In its appeal of a court case it recently lost to Second Amendment advocacy group Wyoming Gun Owners (WyGO), the Wyoming Secretary of State’s Office is asking the 10th Circuit Court of Appeals for direction on how it should enforce election rules.

The State fined WyGO in 2020 for failing to disclose donors as a group spending more than $500 on “electioneering communication.” In his March ruling in favor of WyGO, U.S. District Court Judge Scott Skavdahl said the election law itself was unconstitutional because of how vaguely it was written.

In a statement last Friday, the secretary of state’s office said Skavdahl’s ruling lacked clarity as to how these challenged state statutes should function moving forward.

“By appealing to the Tenth Circuit, we seek direction for us as administrators and for those who engage in electioneering activities,” said Monique Meese, a spokesperson for the office. “We are hopeful that the ruling will also benefit the legislature should they wish to make statutory changes.”

The Legislature, during its budget session earlier this year, already approved a bill aimed at expanding the “electioneering communication” law.  It clarified “electioneering communication” to mean any public political advertising and said any expenses or contributions of $1,000 or more for this purpose must be reported.
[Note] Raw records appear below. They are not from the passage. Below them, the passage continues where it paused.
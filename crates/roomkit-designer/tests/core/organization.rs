use roomkit_designer::{BuilderState, Point2D, Wall};

fn state_with_walls(n: usize) -> (BuilderState, Vec<roomkit_designer::ElementId>) {
    let mut state = BuilderState::new();
    state.create_new_room("Organization");
    let ids = (0..n)
        .filter_map(|i| {
            let x = i as f64;
            state.add_wall(Wall::new(
                Point2D::new(x, 0.0),
                Point2D::new(x + 1.0, 0.0),
                2.7,
                0.2,
            ))
        })
        .collect();
    (state, ids)
}

#[test]
fn test_group_selected_needs_two() {
    let (mut state, ids) = state_with_walls(3);
    state.add_to_selection(ids[0]);
    assert!(state.group_selected("Solo").is_none());

    state.add_to_selection(ids[1]);
    let group = state.group_selected("Pair").unwrap();
    let members = &state.organization().group(group).unwrap().element_ids;
    assert_eq!(members, &vec![ids[0], ids[1]]);
}

#[test]
fn test_group_lock_blocks_edits_until_unlocked() {
    let (mut state, ids) = state_with_walls(2);
    let group = state.create_group("Walls", &ids).unwrap();

    assert!(state.toggle_group_lock(group));
    assert!(!state.remove_wall(ids[0]));
    assert!(state.toggle_group_lock(group));
    assert!(state.remove_wall(ids[0]));
}

#[test]
fn test_group_visibility_hides_members() {
    let (mut state, ids) = state_with_walls(2);
    let group = state.create_group("Walls", &ids).unwrap();
    state.toggle_group_visibility(group);
    assert!(ids.iter().all(|id| state.is_hidden(*id)));
    assert!(state.hit_test(Point2D::new(0.5, 0.0)).is_none());
}

#[test]
fn test_ungroup_keeps_member_flags() {
    let (mut state, ids) = state_with_walls(2);
    let group = state.create_group("Walls", &ids).unwrap();
    state.toggle_group_lock(group);
    assert!(state.ungroup(group));
    assert!(state.organization().group(group).is_none());
    assert!(state.is_locked(ids[0]));
}

#[test]
fn test_select_group_and_rename() {
    let (mut state, ids) = state_with_walls(3);
    let group = state.create_group("Front", &ids[1..]).unwrap();
    assert!(state.rename_group(group, "Back"));
    assert_eq!(state.organization().group(group).unwrap().name, "Back");

    assert!(state.select_group(group));
    assert_eq!(state.selected_elements(), &ids[1..]);
}

#[test]
fn test_select_all_and_toggle() {
    let (mut state, ids) = state_with_walls(3);
    state.select_all();
    assert_eq!(state.selected_elements(), ids.as_slice());
    state.toggle_in_selection(ids[1]);
    assert_eq!(state.selected_elements(), &[ids[0], ids[2]]);
    state.remove_from_selection(ids[0]);
    state.clear_multi_selection();
    assert!(state.selected_elements().is_empty());
}

#[test]
fn test_layer_lifecycle() {
    let mut state = BuilderState::new();
    let first = state.organization().layers[0].id;
    assert!(!state.remove_layer(first));

    let second = state.add_layer("Electrical");
    assert!(state.set_active_layer(second));
    assert!(state.rename_layer(second, "Wiring"));
    assert!(state.set_layer_color(second, "#ff0000"));
    assert!(state.toggle_layer_visibility(second));
    assert!(state.toggle_layer_lock(second));

    let layer = state.organization().layer(second).unwrap();
    assert_eq!(layer.name, "Wiring");
    assert_eq!(layer.color, "#ff0000");
    assert!(!layer.is_visible);
    assert!(layer.is_locked);

    assert!(state.remove_layer(second));
    assert_eq!(state.organization().active_layer, Some(first));
    assert!(!state.set_active_layer(second));
}
//! Error handling for RoomKit
//!
//! Almost every editing operation in the engine is infallible: missing
//! context, locked elements and degenerate geometry are silent no-ops. The
//! types here cover the one condition a host must actually report:
//! a project document that cannot be parsed or encoded. File I/O is
//! reported by the designer with `anyhow` context on top of these.
//!
//! All error types use `thiserror` for ergonomic error handling.

use thiserror::Error;

/// Project document error type
///
/// Raised only when a serialized project is not usable as a document.
/// Missing or malformed sections inside a well-formed document are
/// replaced with defaults during import and never produce this error.
#[derive(Error, Debug)]
pub enum DocumentError {
    /// The text is not well-formed JSON
    #[error("Document is not well-formed: {0}")]
    Parse(#[from] serde_json::Error),

    /// The document root is not a JSON object
    #[error("Document root must be an object, found {found}")]
    NotAnObject {
        /// The JSON type found at the root.
        found: String,
    },

    /// The document could not be encoded
    #[error("Failed to encode document: {reason}")]
    Encode {
        /// The reason encoding failed.
        reason: String,
    },
}

/// Main error type for RoomKit
#[derive(Error, Debug)]
pub enum Error {
    /// Document error
    #[error(transparent)]
    Document(#[from] DocumentError),
}

impl Error {
    /// Check if this error means the document itself is unusable
    pub fn is_document_error(&self) -> bool {
        matches!(self, Error::Document(_))
    }
}

/// Result type for RoomKit operations
pub type Result<T> = std::result::Result<T, Error>;
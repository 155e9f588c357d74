//! # RoomKit Designer
//!
//! The interactive spatial editing engine behind the room builder. A host
//! application feeds pointer events and commands into a [`BuilderState`] and
//! renders whatever state it reads back.
//!
//! ## Core Components
//!
//! - **Geometry**: Distance, grid snapping, wall angles, room area/perimeter
//! - **Model**: Walls, doors, windows, placed objects and the room holding them
//! - **History**: Linear undo/redo of whole-room snapshots
//! - **Selection & Organization**: Primary/multi selection, locks, groups, layers
//! - **Tools**: Wall drawing, opening placement, object placement, measuring
//! - **Hit Testing**: Priority-ordered picking on the floor plan
//! - **Clipboard**: One-slot copy, paste and duplicate
//! - **Serialization**: Lenient project document import/export
//!
//! ## Architecture
//!
//! ```text
//! BuilderState
//!   ├── Room (walls, doors, windows, objects)
//!   ├── HistoryManager (snapshots + cursor)
//!   ├── SelectionManager / Organization
//!   ├── Tool + ToolState (drafts)
//!   └── Clipboard, measurements, preferences
//! ```
//!
//! All coordinates are meters. Floor-plan points are [`Point2D`]; 3D
//! positions are [`Point3D`] with `y` as elevation.

pub mod builder_state;
pub mod clipboard;
pub mod geometry;
pub mod history;
pub mod model;
pub mod organization;
pub mod selection_manager;
pub mod serialization;
pub mod tools;

pub use builder_state::BuilderState;
pub use clipboard::{Clipboard, ClipboardItem, PASTE_OFFSET};
pub use history::{HistoryEntry, HistoryManager, DEFAULT_MAX_ENTRIES};
pub use hit_test::Hit;
pub use model::{
    Ceiling, Door, DoorType, DoorUpdate, Floor, Glazing, Material, Measurement, ObjectCategory,
    ObjectUpdate, OpeningKind, PlacedObject, Room, Wall, WallOpening, WallUpdate, Window,
    WindowType, WindowUpdate,
};
pub use organization::{Group, Layer, Organization};
pub use selection_manager::{SelectedElement, SelectionManager};
pub use serialization::{ProjectDocument, ProjectMetadata, DOCUMENT_VERSION};
pub use tools::{Tool, ToolState, ViewMode, MIN_WALL_LENGTH};

pub use roomkit_core::{ElementId, ElementKind, Point2D, Point3D};
pub use roomkit_settings::EditorPreferences;
use roomkit_designer::{
    BuilderState, Door, ElementKind, ObjectCategory, PlacedObject, Point2D, Point3D, Wall,
    WallUpdate, PASTE_OFFSET,
};

fn state_with_room() -> BuilderState {
    let mut state = BuilderState::new();
    state.create_new_room("Clipboard");
    state
}

#[test]
fn test_paste_is_offset_and_independent() {
    let mut state = state_with_room();
    let source = state
        .add_wall(Wall::new(
            Point2D::new(1.0, 1.0),
            Point2D::new(3.0, 1.0),
            2.7,
            0.2,
        ))
        .unwrap();
    state.select_wall(Some(source));
    assert!(state.copy());

    let pasted = state.paste().unwrap();
    assert_ne!(pasted, source);
    assert_eq!(state.selection().primary(), Some((ElementKind::Wall, pasted)));

    let copy = state.current_room().unwrap().wall(pasted).unwrap().clone();
    assert_eq!(copy.start, Point2D::new(1.0 + PASTE_OFFSET, 1.0 + PASTE_OFFSET));
    assert_eq!(copy.end, Point2D::new(3.0 + PASTE_OFFSET, 1.0 + PASTE_OFFSET));

    state.update_wall(
        pasted,
        WallUpdate {
            height: Some(4.0),
            ..Default::default()
        },
    );
    let original = state.current_room().unwrap().wall(source).unwrap();
    assert_eq!(original.height, 2.7);
    assert_eq!(original.start, Point2D::new(1.0, 1.0));
}

#[test]
fn test_clipboard_holds_last_copy_only() {
    let mut state = state_with_room();
    let door = state
        .add_door(Door::new(Point3D::new(1.0, 0.0, 1.0), 0.0))
        .unwrap();
    let lamp = state
        .add_object(PlacedObject::new(
            "lamp",
            ObjectCategory::Electrical,
            Point3D::new(4.0, 0.0, 4.0),
        ))
        .unwrap();

    state.select_door(Some(door));
    state.copy();
    state.select_object(Some(lamp));
    state.copy();

    let doors_before = state.current_room().unwrap().doors.len();
    let pasted = state.paste().unwrap();
    let room = state.current_room().unwrap();
    assert_eq!(room.doors.len(), doors_before);
    let object = room.object(pasted).unwrap();
    assert_eq!(object.object_type, "lamp");
    assert_eq!(object.position, Point3D::new(4.5, 0.0, 4.5));
}

#[test]
fn test_repeated_paste_uses_same_offset() {
    let mut state = state_with_room();
    let door = state
        .add_door(Door::new(Point3D::new(0.0, 0.0, 0.0), 0.0))
        .unwrap();
    state.select_door(Some(door));
    state.copy();

    let a = state.paste().unwrap();
    let b = state.paste().unwrap();
    assert_ne!(a, b);
    let room = state.current_room().unwrap();
    assert_eq!(room.door(a).unwrap().position, room.door(b).unwrap().position);
}

#[test]
fn test_paste_without_copy_is_noop() {
    let mut state = state_with_room();
    assert!(!state.copy());
    assert!(state.paste().is_none());
    assert!(state.duplicate().is_none());
    assert!(state.current_room().unwrap().is_empty());
}

#[test]
fn test_duplicate_checkpoints() {
    let mut state = state_with_room();
    let id = state
        .add_object(PlacedObject::new(
            "desk",
            ObjectCategory::Furniture,
            Point3D::new(2.0, 0.0, 2.0),
        ))
        .unwrap();
    state.select_object(Some(id));
    let entries = state.history().len();

    let copy = state.duplicate().unwrap();
    assert_eq!(state.history().len(), entries + 1);
    assert_eq!(state.current_room().unwrap().objects.len(), 2);
    assert_eq!(state.selected_object().map(|o| o.id), Some(copy));

    assert!(state.undo());
    assert_eq!(state.current_room().unwrap().objects.len(), 1);
}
The bill, which was signed into law in March by Gov. Mark Gordon, also said internal communications would not count as electioneering communication.

On April 29, the state attorney general’s office filed an appeal in the 10th Circuit Court of Appeals. On May 9, WyGO filed a cross-appeal. A cross-appeal is a request made after the original appeal, seconding a desire for the court to review and or clarify a lower court’s decision.  

Aaron Dorr, policy advisor for Wyoming Gun Owners, said in May, the appeal shows state officials are not paying attention to the wishes of their constituents.

“Ed Buchanan and the political elites in Cheyenne aren’t getting the message,” Dorr told Cowboy State Daily. “They didn’t listen when gun owners threw their anti-gun RINO (Republican In Name Only) friends out of office in 2020. They didn’t listen when Wyoming Gun Owners told them to go to hell when they demanded a list of our donors.”

Buchanan announced a few weeks after the lawsuit was filed, he is not seeking reelection, and instead is applying to be a judge in Goshen County. 

The WyGO lawsuit originated from Buchanan’s determination during the election campaign of 2020 that a $1,200 radio ad WyGO issued in support of Sen. Anthony Bouchard (R-Cheyenne) amounted to “campaign electioneering.”

The ad portrayed Bouchard as a champion of Second Amendment rights while calling his opponent for the state Senate, Erin Johnson, “pathetic” because she did not mention gun rights on her website.

Under state law, any group spending more than $500 on “electioneering communication” must report all contributions of $100 or more “related to” the communication.

Bouchard argued the advertisement did not qualify as “campaign electioneering” because it did not urge listeners to vote for or against either candidate.  But the state disagreed and charged WyGO with violating state election laws. The organization was fined $500 as a result.

WyGO paid the fine, but appealed the ruling to federal court, where Skavdahl ruled it would be too difficult to determine which contributions to WyGO were used to pay for political ads and which were used for other purposes.

The Wyoming Attorney General’s Office and Deputy Attorney General Brandi Monger are representing Buchanan, Deputy Secretary of State Karen Wheeler, Election Division Director Kai Schon and state Attorney General Bridget Hill in the case.